Since COVID, expenses have consistently outpaced the 3% or 4% annual increases that the city typically requires to be budgeted for its subsidized housing. Average property insurance premiums, for example, increased by more than 40% over the past two years. Concurrently, rental incomes have failed to increase at the budgeted rate of 2% or 3%, and have often declined due to growing rental arrears and other factors.

A recent study published by the Association for Housing and Neighborhood Development, a coalition of more than 80 nonprofit housing groups, found that of the 112,000 units of city-subsidized housing that they could match with Department of Finance records, more than half were in the red, with expenses exceeding income. A prolonged rent freeze would only worsen the crisis, and undermine New York City’s four decades of investment in affordable housing. 

The Case for Rent Subsidies

Mamdani rightly recognizes the city’s housing affordability crisis. Nearly half of all renters spend more than 30% of their income on housing, and more than a quarter spend more than 50%. When people are rent-burdened they struggle to afford food, clothes, health care, transportation, and other necessities and are too often an emergency away from becoming homeless.
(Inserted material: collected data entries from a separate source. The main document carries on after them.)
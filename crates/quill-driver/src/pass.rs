//! Passes, per-node stages and pass outcomes.

use std::fmt;
use std::str::FromStr;

use serde::{Deserialize, Serialize};
use thiserror::Error;

use quill_common::Diagnostic;

/// The four global passes, in the order they run.
#[derive(Clone, Copy, Debug, PartialEq, Eq, Hash, PartialOrd, Ord, Serialize, Deserialize)]
#[serde(rename_all = "kebab-case")]
pub enum Pass {
    #[serde(alias = "register")]
    RegisterStructures,
    #[serde(alias = "resolve")]
    ResolveNames,
    #[serde(alias = "validate")]
    ValidateContent,
    #[serde(alias = "emit")]
    GenerateCode,
}

impl Pass {
    pub const ALL: [Self; 4] = [
        Self::RegisterStructures,
        Self::ResolveNames,
        Self::ValidateContent,
        Self::GenerateCode,
    ];

    #[must_use]
    pub const fn ordinal(self) -> u8 {
        self as u8
    }

    #[must_use]
    pub const fn name(self) -> &'static str {
        match self {
            Self::RegisterStructures => "register-structures",
            Self::ResolveNames => "resolve-names",
            Self::ValidateContent => "validate-content",
            Self::GenerateCode => "generate-code",
        }
    }

    /// The stage a node is in while this pass is working on it.
    #[must_use]
    pub const fn transitional(self) -> Stage {
        match self {
            Self::RegisterStructures => Stage::Registering,
            Self::ResolveNames => Stage::Resolving,
            Self::ValidateContent => Stage::Validating,
            Self::GenerateCode => Stage::Emitting,
        }
    }

    /// The stage a node reaches when this pass is done with it.
    #[must_use]
    pub const fn target(self) -> Stage {
        match self {
            Self::RegisterStructures => Stage::Registered,
            Self::ResolveNames => Stage::Resolved,
            Self::ValidateContent => Stage::Validated,
            Self::GenerateCode => Stage::Emitted,
        }
    }
}

impl fmt::Display for Pass {
    fn fmt(&self, f: &mut fmt::Formatter<'_>) -> fmt::Result {
        f.write_str(self.name())
    }
}

#[derive(Debug, Error, Clone, PartialEq, Eq)]
#[error("unknown pass \"{0}\" (expected register, resolve, validate or emit)")]
pub struct UnknownPass(pub String);

impl FromStr for Pass {
    type Err = UnknownPass;

    fn from_str(s: &str) -> Result<Self, Self::Err> {
        match s {
            "register" | "register-structures" => Ok(Self::RegisterStructures),
            "resolve" | "resolve-names" => Ok(Self::ResolveNames),
            "validate" | "validate-content" => Ok(Self::ValidateContent),
            "emit" | "generate-code" => Ok(Self::GenerateCode),
            _ => Err(UnknownPass(s.to_string())),
        }
    }
}

/// How far a node has come. Stages only move forward.
#[derive(Clone, Copy, Debug, Default, PartialEq, Eq, Hash, PartialOrd, Ord, Serialize)]
pub enum Stage {
    #[default]
    Initial,
    Registering,
    Registered,
    Resolving,
    Resolved,
    Validating,
    Validated,
    Emitting,
    Emitted,
}

impl Stage {
    /// The stage a node must have reached before `pass` may start on it.
    #[must_use]
    pub const fn required(pass: Pass) -> Self {
        match pass {
            Pass::RegisterStructures => Self::Initial,
            Pass::ResolveNames => Self::Registered,
            Pass::ValidateContent => Self::Resolved,
            Pass::GenerateCode => Self::Validated,
        }
    }
}

/// What a pass hook reports for one node.
#[derive(Clone, Debug, PartialEq, Eq)]
pub enum PassOutcome {
    /// The node finished this pass.
    Done,
    /// The node needs another attempt; its children may proceed.
    DeferredSelf,
    /// The node needs another attempt and its children must wait for it.
    DeferredChildren,
    /// The node cannot finish this pass; the diagnostics explain why.
    Failed(Vec<Diagnostic>),
}

impl PassOutcome {
    #[must_use]
    pub const fn is_deferred(&self) -> bool {
        matches!(self, Self::DeferredSelf | Self::DeferredChildren)
    }

    pub(crate) const fn kind(&self) -> u8 {
        match self {
            Self::Done => 0,
            Self::DeferredSelf => 1,
            Self::DeferredChildren => 2,
            Self::Failed(_) => 3,
        }
    }
}
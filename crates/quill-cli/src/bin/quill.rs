use clap::Parser;

use quill_cli::{CliArgs, run, tracing_config};

#[allow(clippy::print_stderr)]
fn main() {
    tracing_config::init_tracing();
    let args = CliArgs::parse();
    match run(&args) {
        Ok(outcome) => {
            print!("{}", outcome.output);
            std::process::exit(outcome.exit_code);
        }
        Err(err) => {
            eprintln!("error: {err:#}");
            std::process::exit(2);
        }
    }
}
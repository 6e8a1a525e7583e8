//! Identities of declared entities.
//!
//! | Identity | Meaning |
//! |----------|---------|
//! | `Decl(id)` | a declaration in the tree |
//! | `FormalChild { formal, name }` | a formal type reached through another formal type, e.g. `Map.Key` |

use serde::{Deserialize, Serialize};

/// Index of a declaration in a [`crate::DeclTree`].
#[derive(Copy, Clone, Debug, PartialEq, Eq, PartialOrd, Ord, Hash, Serialize)]
pub struct DeclId(pub u32);

impl DeclId {
    #[inline]
    #[must_use]
    pub const fn index(self) -> usize {
        self.0 as usize
    }
}

/// Comparable handle for a declared entity.
///
/// An identity is concrete once it exists: unresolved references are never
/// represented as identities, they are pending slots in the tree instead.
#[derive(Clone, Debug, PartialEq, Eq, Hash, Serialize)]
pub enum Identity {
    Decl(DeclId),
    FormalChild { formal: DeclId, name: String },
}

impl Identity {
    /// The declaration this identity names directly, if any.
    #[must_use]
    pub const fn decl(&self) -> Option<DeclId> {
        match self {
            Self::Decl(id) => Some(*id),
            Self::FormalChild { .. } => None,
        }
    }
}

impl From<DeclId> for Identity {
    fn from(id: DeclId) -> Self {
        Self::Decl(id)
    }
}

/// Kind of a declared entity.
#[derive(Copy, Clone, Debug, PartialEq, Eq, Hash, Serialize, Deserialize)]
#[serde(rename_all = "lowercase")]
pub enum DeclKind {
    Module,
    Package,
    Class,
    Property,
    Method,
    TypeParameter,
    Typedef,
}

impl DeclKind {
    /// Whether entities of this kind may contain named children.
    #[must_use]
    pub const fn is_container(self) -> bool {
        matches!(self, Self::Module | Self::Package | Self::Class)
    }
}

/// Visibility of a member, ordered from least to most permissive lookup.
#[derive(
    Copy, Clone, Debug, Default, PartialEq, Eq, PartialOrd, Ord, Hash, Serialize, Deserialize,
)]
#[serde(rename_all = "lowercase")]
pub enum Access {
    #[default]
    Public,
    Protected,
    Private,
}

impl Access {
    /// Whether a lookup made with `self` may see a member declared with `member`.
    #[must_use]
    pub fn permits(self, member: Self) -> bool {
        member <= self
    }
}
But a rent freeze would do little to improve affordability for rent-burdened tenants. Instead, the city could increase its already large rent subsidy program (CityFHEPS) to enable more low-income tenants to afford their rent-stabilized homes. The city could also expand existing rent freeze programs for seniors and people with disabilities to include other low-income renters. These programs currently freeze the rent for elderly and disabled rent-stabilized tenants with incomes of less than $50,000 who spend more than 30% of their income on housing.

The city reduces the property taxes for the owners of these apartments to offset uncollected rent increases. Better yet, the city could redesign these programs to ensure that participants spend no more than 30% of their income on rent. These solutions would be costly, but unlike a rent freeze they would actually address the city’s housing affordability crisis and help maintain the physical and financial health of its rent-stabilized housing. 

There have been times when rent freezes were justified, but this is not one of them. Freezing the rent now, especially for multiple years in a row, would harm tenants and their homes.

Schwartz is the longest-serving member on the NYC Rent Guidelines Board and a professor of public and urban policy at the New School.